BEGIN AVAILABLE RECORDS

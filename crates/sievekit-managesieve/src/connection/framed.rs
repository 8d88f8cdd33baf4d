//! Framed I/O for the ManageSieve protocol.
//!
//! ManageSieve is CRLF line oriented; `{n}`/`{n+}` markers introduce
//! exactly `n` octets of opaque payload. This module provides buffered
//! line reading, exact-size block reading and buffered writing on top of
//! any async stream.

#![allow(clippy::missing_errors_doc)]

use std::io;

use bytes::BytesMut;
use tokio::io::{AsyncBufReadExt, AsyncRead, AsyncReadExt, AsyncWrite, AsyncWriteExt, BufReader};

use crate::Result;

/// Default buffer size for reading.
const DEFAULT_BUFFER_SIZE: usize = 8192;

/// Maximum line length to prevent memory exhaustion.
const MAX_LINE_LENGTH: usize = 1024 * 1024; // 1 MB

/// Maximum literal size to prevent memory exhaustion.
pub(crate) const MAX_LITERAL_SIZE: usize = 100 * 1024 * 1024; // 100 MB

/// Framed connection for the ManageSieve protocol.
pub struct FramedStream<S> {
    reader: BufReader<S>,
    write_buffer: BytesMut,
}

impl<S> FramedStream<S>
where
    S: AsyncRead + AsyncWrite + Unpin,
{
    /// Creates a new framed stream.
    pub fn new(stream: S) -> Self {
        Self {
            reader: BufReader::with_capacity(DEFAULT_BUFFER_SIZE, stream),
            write_buffer: BytesMut::with_capacity(DEFAULT_BUFFER_SIZE),
        }
    }

    /// Reads a single line, stripping the CRLF terminator.
    ///
    /// A lone LF terminator is tolerated; some servers are sloppy about it
    /// in capability listings.
    pub async fn read_line(&mut self) -> Result<Vec<u8>> {
        let mut line = Vec::new();

        loop {
            let buf = self.reader.fill_buf().await?;
            if buf.is_empty() {
                return Err(crate::Error::Io(io::Error::new(
                    io::ErrorKind::UnexpectedEof,
                    "connection closed",
                )));
            }

            if let Some(pos) = buf.iter().position(|b| *b == b'\n') {
                line.extend_from_slice(&buf[..pos]);
                self.reader.consume(pos + 1);
                if line.last() == Some(&b'\r') {
                    line.pop();
                }
                return Ok(line);
            }

            let len = buf.len();
            line.extend_from_slice(buf);
            self.reader.consume(len);

            if line.len() > MAX_LINE_LENGTH {
                return Err(crate::Error::Protocol("line too long".to_string()));
            }
        }
    }

    /// Reads exactly `size` octets of literal payload.
    pub async fn read_block(&mut self, size: usize) -> Result<Vec<u8>> {
        if size > MAX_LITERAL_SIZE {
            return Err(crate::Error::Protocol(format!(
                "literal too large: {size} bytes (max {MAX_LITERAL_SIZE})"
            )));
        }
        let mut block = vec![0u8; size];
        self.reader.read_exact(&mut block).await?;
        Ok(block)
    }

    /// Writes a complete command (caller includes the trailing CRLF) and
    /// flushes.
    pub async fn write_command(&mut self, data: &[u8]) -> Result<()> {
        self.write_buffer.clear();
        self.write_buffer.extend_from_slice(data);

        let stream = self.reader.get_mut();
        stream.write_all(&self.write_buffer).await?;
        stream.flush().await?;

        Ok(())
    }

    /// Consumes the framed stream and returns the inner stream.
    ///
    /// Used for the STARTTLS upgrade; the server must not pipeline data
    /// after its `OK`, so the read buffer is expected to be empty.
    pub fn into_inner(self) -> S {
        self.reader.into_inner()
    }
}

#[cfg(test)]
#[allow(clippy::unwrap_used)]
mod tests {
    use super::*;
    use tokio_test::io::Builder;

    #[tokio::test]
    async fn test_read_line_strips_crlf() {
        let mock = Builder::new().read(b"OK \"done\"\r\n").build();
        let mut framed = FramedStream::new(mock);
        assert_eq!(framed.read_line().await.unwrap(), b"OK \"done\"");
    }

    #[tokio::test]
    async fn test_read_line_tolerates_bare_lf() {
        let mock = Builder::new().read(b"\"SASL\" \"PLAIN\"\nOK\r\n").build();
        let mut framed = FramedStream::new(mock);
        assert_eq!(framed.read_line().await.unwrap(), b"\"SASL\" \"PLAIN\"");
        assert_eq!(framed.read_line().await.unwrap(), b"OK");
    }

    #[tokio::test]
    async fn test_read_line_across_chunks() {
        let mock = Builder::new().read(b"OK \"spl").read(b"it\"\r\n").build();
        let mut framed = FramedStream::new(mock);
        assert_eq!(framed.read_line().await.unwrap(), b"OK \"split\"");
    }

    #[tokio::test]
    async fn test_read_block_exact() {
        let mock = Builder::new().read(b"hello\r\nOK\r\n").build();
        let mut framed = FramedStream::new(mock);
        assert_eq!(framed.read_block(5).await.unwrap(), b"hello");
        assert_eq!(framed.read_line().await.unwrap(), b"");
        assert_eq!(framed.read_line().await.unwrap(), b"OK");
    }

    #[tokio::test]
    async fn test_read_block_rejects_oversize() {
        let mock = Builder::new().build();
        let mut framed = FramedStream::new(mock);
        let result = framed.read_block(MAX_LITERAL_SIZE + 1).await;
        assert!(result.unwrap_err().to_string().contains("literal too large"));
    }

    #[tokio::test]
    async fn test_eof_is_an_error() {
        let mock = Builder::new().build();
        let mut framed = FramedStream::new(mock);
        assert!(framed.read_line().await.is_err());
    }

    #[tokio::test]
    async fn test_write_command() {
        let mock = Builder::new().write(b"LISTSCRIPTS\r\n").build();
        let mut framed = FramedStream::new(mock);
        framed.write_command(b"LISTSCRIPTS\r\n").await.unwrap();
    }
}
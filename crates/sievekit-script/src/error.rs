//! Error types for the Sieve language core.

use thiserror::Error;

/// Errors produced while lexing, parsing or building Sieve scripts.
#[derive(Debug, Clone, PartialEq, Eq, Error)]
pub enum Error {
    /// Malformed token in the source text.
    #[error("line {line}: {reason}")]
    Lex {
        /// Line where the bad token starts.
        line: usize,
        /// Description of what went wrong.
        reason: String,
    },

    /// Grammar, argument-schema or capability-declaration violation.
    #[error("line {line}: {message}")]
    Parse {
        /// Line of the first offending token.
        line: usize,
        /// Description of what went wrong.
        message: String,
    },

    /// Invalid use of the tree-building API.
    #[error("{message}")]
    Build {
        /// Description of what went wrong.
        message: String,
    },
}

impl Error {
    pub(crate) fn lex(line: usize, reason: impl Into<String>) -> Self {
        Self::Lex {
            line,
            reason: reason.into(),
        }
    }

    pub(crate) fn parse(line: usize, message: impl Into<String>) -> Self {
        Self::Parse {
            line,
            message: message.into(),
        }
    }

    pub(crate) fn build(message: impl Into<String>) -> Self {
        Self::Build {
            message: message.into(),
        }
    }

    /// Returns the source line the error refers to, if any.
    #[must_use]
    pub const fn line(&self) -> Option<usize> {
        match self {
            Self::Lex { line, .. } | Self::Parse { line, .. } => Some(*line),
            Self::Build { .. } => None,
        }
    }
}

/// Result type alias using our Error type.
pub type Result<T> = std::result::Result<T, Error>;
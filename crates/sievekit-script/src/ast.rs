//! Command tree, builder operations and the canonical serializer.
//!
//! A [`Script`] owns the set of declared capabilities plus a list of
//! top-level [`Command`] nodes. Trees come out of the parser fully
//! validated, but can also be assembled by hand through the builder
//! methods and then rendered with [`Script::to_sieve`].

use std::collections::BTreeSet;
use std::fmt::Write as _;
use std::sync::Arc;

use crate::grammar::{CommandDefinition, CommandKind, ValueType};
use crate::{Error, Result};

/// A string argument, remembering whether it was written as a quoted
/// string or a `text:` multiline literal.
#[derive(Debug, Clone, PartialEq, Eq)]
pub struct SieveString {
    /// Unescaped content.
    pub text: String,
    /// True for `text: ... .` literals.
    pub multiline: bool,
}

impl SieveString {
    /// A quoted string.
    #[must_use]
    pub fn quoted(text: impl Into<String>) -> Self {
        Self {
            text: text.into(),
            multiline: false,
        }
    }

    /// A multiline literal.
    #[must_use]
    pub fn multiline(text: impl Into<String>) -> Self {
        Self {
            text: text.into(),
            multiline: true,
        }
    }
}

/// A bound argument value. Values keep their lexical type so serialization
/// reproduces the author's spelling (quantified numbers, multiline
/// strings, bracketed lists).
#[derive(Debug, Clone, PartialEq, Eq)]
pub enum ArgValue {
    /// `:tag`, optionally with its companion argument
    /// (e.g. `:comparator "i;octet"`).
    Tag {
        /// Spelling including the colon.
        name: String,
        /// Companion argument, when the slot declares one.
        companion: Option<Box<ArgValue>>,
    },
    /// Number, quantifier already applied.
    Number {
        /// Numeric value.
        value: u64,
        /// Source spelling (`100K`).
        text: String,
    },
    /// Single string.
    Str(SieveString),
    /// Bracketed string list.
    List(Vec<SieveString>),
    /// Nested test.
    Test(Box<Command>),
    /// Parenthesized test list.
    TestList(Vec<Command>),
}

impl ArgValue {
    /// Tag value without companion.
    #[must_use]
    pub fn tag(name: impl Into<String>) -> Self {
        Self::Tag {
            name: name.into(),
            companion: None,
        }
    }

    /// Tag value with a companion.
    #[must_use]
    pub fn tag_with(name: impl Into<String>, companion: Self) -> Self {
        Self::Tag {
            name: name.into(),
            companion: Some(Box::new(companion)),
        }
    }

    /// Plain number.
    #[must_use]
    pub fn number(value: u64) -> Self {
        Self::Number {
            value,
            text: value.to_string(),
        }
    }

    /// Quoted string.
    #[must_use]
    pub fn string(text: impl Into<String>) -> Self {
        Self::Str(SieveString::quoted(text))
    }

    /// String list from quoted strings.
    #[must_use]
    pub fn list<I, S>(items: I) -> Self
    where
        I: IntoIterator<Item = S>,
        S: Into<String>,
    {
        Self::List(items.into_iter().map(SieveString::quoted).collect())
    }

    /// The lexical type of this value.
    #[must_use]
    pub fn value_type(&self) -> ValueType {
        match self {
            Self::Tag { .. } => ValueType::Tag,
            Self::Number { .. } => ValueType::Number,
            Self::Str(_) => ValueType::String,
            Self::List(_) => ValueType::StringList,
            Self::Test(_) => ValueType::Test,
            Self::TestList(_) => ValueType::TestList,
        }
    }
}
//! Stream types for ManageSieve connections.

#![allow(clippy::missing_errors_doc)]

use std::io;
use std::pin::Pin;
use std::sync::Arc;
use std::task::{Context, Poll};

use rustls::pki_types::ServerName;
use tokio::io::{AsyncRead, AsyncWrite, ReadBuf};
use tokio::net::TcpStream;
use tokio_rustls::TlsConnector;
use tokio_rustls::client::TlsStream;

use crate::{Error, Result};

/// A stream that can be either plaintext or TLS.
pub enum SieveStream {
    /// Plaintext TCP stream.
    Plain(TcpStream),
    /// TLS-encrypted stream (boxed to reduce enum size).
    Tls(Box<TlsStream<TcpStream>>),
}

impl SieveStream {
    /// Creates a new plaintext stream.
    pub const fn plain(stream: TcpStream) -> Self {
        Self::Plain(stream)
    }

    /// Upgrades a plaintext stream to TLS after a STARTTLS round trip.
    pub async fn upgrade_to_tls(self, host: &str) -> Result<Self> {
        match self {
            Self::Plain(tcp) => {
                let connector = create_tls_connector();
                let server_name = ServerName::try_from(host.to_string())?;
                let tls = connector.connect(server_name, tcp).await?;
                Ok(Self::Tls(Box::new(tls)))
            }
            Self::Tls(_) => Err(Error::InvalidState("stream is already TLS".to_string())),
        }
    }

    /// Returns true if the stream is TLS-encrypted.
    #[must_use]
    pub const fn is_tls(&self) -> bool {
        matches!(self, Self::Tls(_))
    }
}

impl AsyncRead for SieveStream {
    fn poll_read(
        self: Pin<&mut Self>,
        cx: &mut Context<'_>,
        buf: &mut ReadBuf<'_>,
    ) -> Poll<io::Result<()>> {
        match self.get_mut() {
            Self::Plain(stream) => Pin::new(stream).poll_read(cx, buf),
            Self::Tls(stream) => Pin::new(stream).poll_read(cx, buf),
        }
    }
}

impl AsyncWrite for SieveStream {
    fn poll_write(
        self: Pin<&mut Self>,
        cx: &mut Context<'_>,
        buf: &[u8],
    ) -> Poll<io::Result<usize>> {
        match self.get_mut() {
            Self::Plain(stream) => Pin::new(stream).poll_write(cx, buf),
            Self::Tls(stream) => Pin::new(stream).poll_write(cx, buf),
        }
    }

    fn poll_flush(self: Pin<&mut Self>, cx: &mut Context<'_>) -> Poll<io::Result<()>> {
        match self.get_mut() {
            Self::Plain(stream) => Pin::new(stream).poll_flush(cx),
            Self::Tls(stream) => Pin::new(stream).poll_flush(cx),
        }
    }

    fn poll_shutdown(self: Pin<&mut Self>, cx: &mut Context<'_>) -> Poll<io::Result<()>> {
        match self.get_mut() {
            Self::Plain(stream) => Pin::new(stream).poll_shutdown(cx),
            Self::Tls(stream) => Pin::new(stream).poll_shutdown(cx),
        }
    }
}

/// Creates a TLS connector with default root certificates.
pub fn create_tls_connector() -> TlsConnector {
    let root_store = rustls::RootCertStore {
        roots: webpki_roots::TLS_SERVER_ROOTS.to_vec(),
    };

    let config = rustls::ClientConfig::builder()
        .with_root_certificates(root_store)
        .with_no_client_auth();

    TlsConnector::from(Arc::new(config))
}

/// Connects to a server without TLS (ManageSieve always starts plaintext;
/// RFC 5804 upgrades via STARTTLS).
pub async fn connect_plain(host: &str, port: u16) -> Result<SieveStream> {
    let addr = format!("{host}:{port}");
    let tcp = TcpStream::connect(&addr).await?;
    Ok(SieveStream::Plain(tcp))
}

#[cfg(test)]
#[allow(clippy::unwrap_used)]
mod tests {
    use super::*;

    #[test]
    fn test_create_tls_connector() {
        // root store assembly must not panic on the bundled roots
        let _connector = create_tls_connector();
    }
}
pub mod price_series;

pub use price_series::{PricePoint, PriceSeries};
use ndarray::{Array, Dimension};
use rand::Rng;
use serde::{Deserialize, Serialize};

/// Inverted dropout: kept units are scaled by `1 / (1 - rate)` during training so
/// inference is the identity.
#[derive(Debug, Clone, Copy, Serialize, Deserialize)]
pub struct Dropout {
    pub rate: f64,
}

impl Dropout {
    pub fn new(rate: f64) -> Self {
        Self { rate }
    }

    /// Returns the dropped-out activations and the mask to reuse in backprop
    pub fn forward_train<D: Dimension, R: Rng>(
        &self,
        input: &Array<f64, D>,
        rng: &mut R,
    ) -> (Array<f64, D>, Array<f64, D>) {
        if self.rate <= 0.0 {
            return (input.clone(), Array::ones(input.raw_dim()));
        }
        let keep = 1.0 - self.rate;
        let mask = Array::from_shape_simple_fn(input.raw_dim(), || {
            if rng.random::<f64>() < keep { 1.0 / keep } else { 0.0 }
        });
        (input * &mask, mask)
    }

    pub fn backward<D: Dimension>(mask: &Array<f64, D>, grad_output: &Array<f64, D>) -> Array<f64, D> {
        grad_output * mask
    }
}

#[cfg(test)]
mod tests {
    use super::*;
    use ndarray::Array2;
    use rand::SeedableRng;
    use rand::rngs::StdRng;

    #[test]
    fn test_mask_values_and_rate() {
        let mut rng = StdRng::seed_from_u64(31);
        let dropout = Dropout::new(0.5);
        let input = Array2::<f64>::ones((100, 100));
        let (out, mask) = dropout.forward_train(&input, &mut rng);

        assert!(mask.iter().all(|m| *m == 0.0 || *m == 2.0));
        let kept = mask.iter().filter(|m| **m > 0.0).count() as f64 / 10_000.0;
        assert!((kept - 0.5).abs() < 0.05);
        assert_eq!(out, mask);
    }

    #[test]
    fn test_backward_applies_mask() {
        let mask = Array2::from_shape_vec((1, 3), vec![2.0, 0.0, 2.0]).unwrap();
        let grad = Array2::from_shape_vec((1, 3), vec![1.0, 5.0, -1.0]).unwrap();
        assert_eq!(Dropout::backward(&mask, &grad).iter().copied().collect::<Vec<f64>>(), vec![2.0, 0.0, -2.0]);
    }
}
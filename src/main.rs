//! indexcast - daily index price forecasting
//!
//! Each invocation runs one command and prints its JSON response body to stdout.
//! Logs go to stderr; a `METRICS_JSON:` snapshot follows the body unless
//! observability is disabled.
//!
//! # Usage
//! ```sh
//! indexcast train
//! indexcast predict --days 7
//! ```

use anyhow::Result;
use clap::{Parser, Subcommand};
use indexcast::application::{ForecastService, ForecastServiceConfig};
use indexcast::config::Config;
use indexcast::infrastructure::observability::{Metrics, MetricsReporter};
use indexcast::infrastructure::{
    CsvPriceService, FallbackPriceService, FileArtifactStore, YahooPriceService,
};
use indexcast::interfaces::api::DEFAULT_FORECAST_DAYS;
use indexcast::interfaces::{ForecastApi, PredictRequest};
use std::sync::Arc;
use tracing::{Level, info};
use tracing_subscriber::prelude::*;

#[derive(Parser)]
#[command(name = "indexcast", version, about = "Forecast daily index closing prices")]
struct Cli {
    #[command(subcommand)]
    command: Command,
}

#[derive(Subcommand)]
enum Command {
    /// Report that the service is up
    Health,
    /// Fetch history, fit a new model and persist it
    Train,
    /// Forecast the next closes with the stored model
    Predict {
        #[arg(long, default_value_t = DEFAULT_FORECAST_DAYS)]
        days: usize,
    },
    /// Describe the stored model
    Info,
    /// Recent closes with technical indicators
    Historical,
    /// External market data pages
    Links,
}

#[tokio::main]
async fn main() -> Result<()> {
    dotenvy::dotenv().ok();
    let cli = Cli::parse();

    // Stdout carries the response body
    let stderr_layer = tracing_subscriber::fmt::layer()
        .with_target(false)
        .with_writer(std::io::stderr);

    tracing_subscriber::registry()
        .with(tracing_subscriber::EnvFilter::from_default_env().add_directive(Level::INFO.into()))
        .with(stderr_layer)
        .init();

    let config = Config::from_env()?;
    let service_config: ForecastServiceConfig = config.forecast.to_service_config();
    info!(
        "indexcast {}: symbol={}, window={}, artifacts={:?}",
        env!("CARGO_PKG_VERSION"),
        service_config.symbol,
        service_config.training.model.window_len,
        config.forecast.artifact_dir
    );

    let prices = FallbackPriceService::new(
        Arc::new(YahooPriceService::new(config.data_source.yahoo_base_url.clone())),
        Arc::new(CsvPriceService::new(config.data_source.fallback_csv_path.clone())),
    );
    let store = FileArtifactStore::new(config.forecast.artifact_dir.clone());
    let metrics = Metrics::new()?;
    let service = Arc::new(ForecastService::new(
        Arc::new(prices),
        Arc::new(store),
        service_config,
        metrics.clone(),
    ));
    let api = ForecastApi::new(service);

    let response = match cli.command {
        Command::Health => api.health(),
        Command::Train => api.train().await,
        Command::Predict { days } => api.predict(PredictRequest { days }).await,
        Command::Info => api.model_info().await,
        Command::Historical => api.historical().await,
        Command::Links => api.market_links(),
    };

    println!("{}", serde_json::to_string_pretty(&response.body)?);

    if config.observability.enabled {
        MetricsReporter::new(metrics).report();
    }

    if response.is_error() {
        anyhow::bail!("Request failed with status {}", response.status.code());
    }
    Ok(())
}
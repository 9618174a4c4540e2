pub mod artifact;
pub mod forecast;
pub mod metrics;
pub mod network;
pub mod scaler;
pub mod window;

pub use artifact::ModelArtifact;
pub use forecast::{Forecast, ForecastPoint};
pub use metrics::{EpochStats, ModelMetrics, RegressionReport, TrainingHistory};
pub use scaler::MinMaxScaler;
pub use window::{TrainingSet, build_windows, window_count};
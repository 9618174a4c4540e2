pub mod api;

pub use api::{ApiResponse, ForecastApi, HttpStatus, PredictRequest};
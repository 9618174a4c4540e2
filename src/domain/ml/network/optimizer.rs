//! Adam with bias correction folded into the step size and
//! epsilon added outside the square root.

use ndarray::{Array, ArrayD, Dimension, Zip};
use serde::{Deserialize, Serialize};

#[derive(Debug, Clone, Serialize, Deserialize)]
pub struct Adam {
    pub learning_rate: f64,
    pub beta1: f64,
    pub beta2: f64,
    pub epsilon: f64,
    #[serde(skip)]
    t: i32,
    /// First and second moments, one entry per parameter tensor in visiting order
    #[serde(skip)]
    moments: Vec<(ArrayD<f64>, ArrayD<f64>)>,
}

impl Default for Adam {
    fn default() -> Self {
        Self::new(0.001)
    }
}

impl Adam {
    pub fn new(learning_rate: f64) -> Self {
        Self {
            learning_rate,
            beta1: 0.9,
            beta2: 0.999,
            epsilon: 1e-7,
            t: 0,
            moments: Vec::new(),
        }
    }

    pub fn iterations(&self) -> i32 {
        self.t
    }

    /// Starts one optimisation step. Parameters must be visited in the same order
    /// on every step so each keeps its own moment slot.
    pub fn step(&mut self) -> AdamStep<'_> {
        self.t += 1;
        AdamStep { adam: self, slot: 0 }
    }

    pub fn reset(&mut self) {
        self.t = 0;
        self.moments.clear();
    }
}

pub struct AdamStep<'a> {
    adam: &'a mut Adam,
    slot: usize,
}

impl AdamStep<'_> {
    pub fn update<D: Dimension>(&mut self, param: &mut Array<f64, D>, grad: &Array<f64, D>) {
        let slot = self.slot;
        self.slot += 1;

        let beta1 = self.adam.beta1;
        let beta2 = self.adam.beta2;
        let epsilon = self.adam.epsilon;
        let t = self.adam.t;
        let lr_t = self.adam.learning_rate * (1.0 - beta2.powi(t)).sqrt() / (1.0 - beta1.powi(t));

        if slot == self.adam.moments.len() {
            let shape = param.raw_dim().into_dyn();
            self.adam
                .moments
                .push((ArrayD::zeros(shape.clone()), ArrayD::zeros(shape)));
        }
        let (m, v) = &mut self.adam.moments[slot];

        Zip::from(param.view_mut().into_dyn())
            .and(grad.view().into_dyn())
            .and(m)
            .and(v)
            .for_each(|p, &g, m, v| {
                *m = beta1 * *m + (1.0 - beta1) * g;
                *v = beta2 * *v + (1.0 - beta2) * g * g;
                *p -= lr_t * *m / (v.sqrt() + epsilon);
            });
    }
}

END AVAILABLE RECORDS

WHAT YOU NEED TO DO:
Print the first line of the records above and each line after it, exactly, through the line with "size for reading.".

RESPONSE TO THE EXERCISE:
filename crates/sievekit-managesieve/src/connection/framed.rs
repository 8d88f8cdd33baf4d
//! Framed I/O for the ManageSieve protocol.
//!
//! ManageSieve is CRLF line oriented; `{n}`/`{n+}` markers introduce
//! exactly `n` octets of opaque payload. This module provides buffered
//! line reading, exact-size block reading and buffered writing on top of
//! any async stream.

#![allow(clippy::missing_errors_doc)]

use std::io;

use bytes::BytesMut;
use tokio::io::{AsyncBufReadExt, AsyncRead, AsyncReadExt, AsyncWrite, AsyncWriteExt, BufReader};

use crate::Result;

/// Default buffer size for reading.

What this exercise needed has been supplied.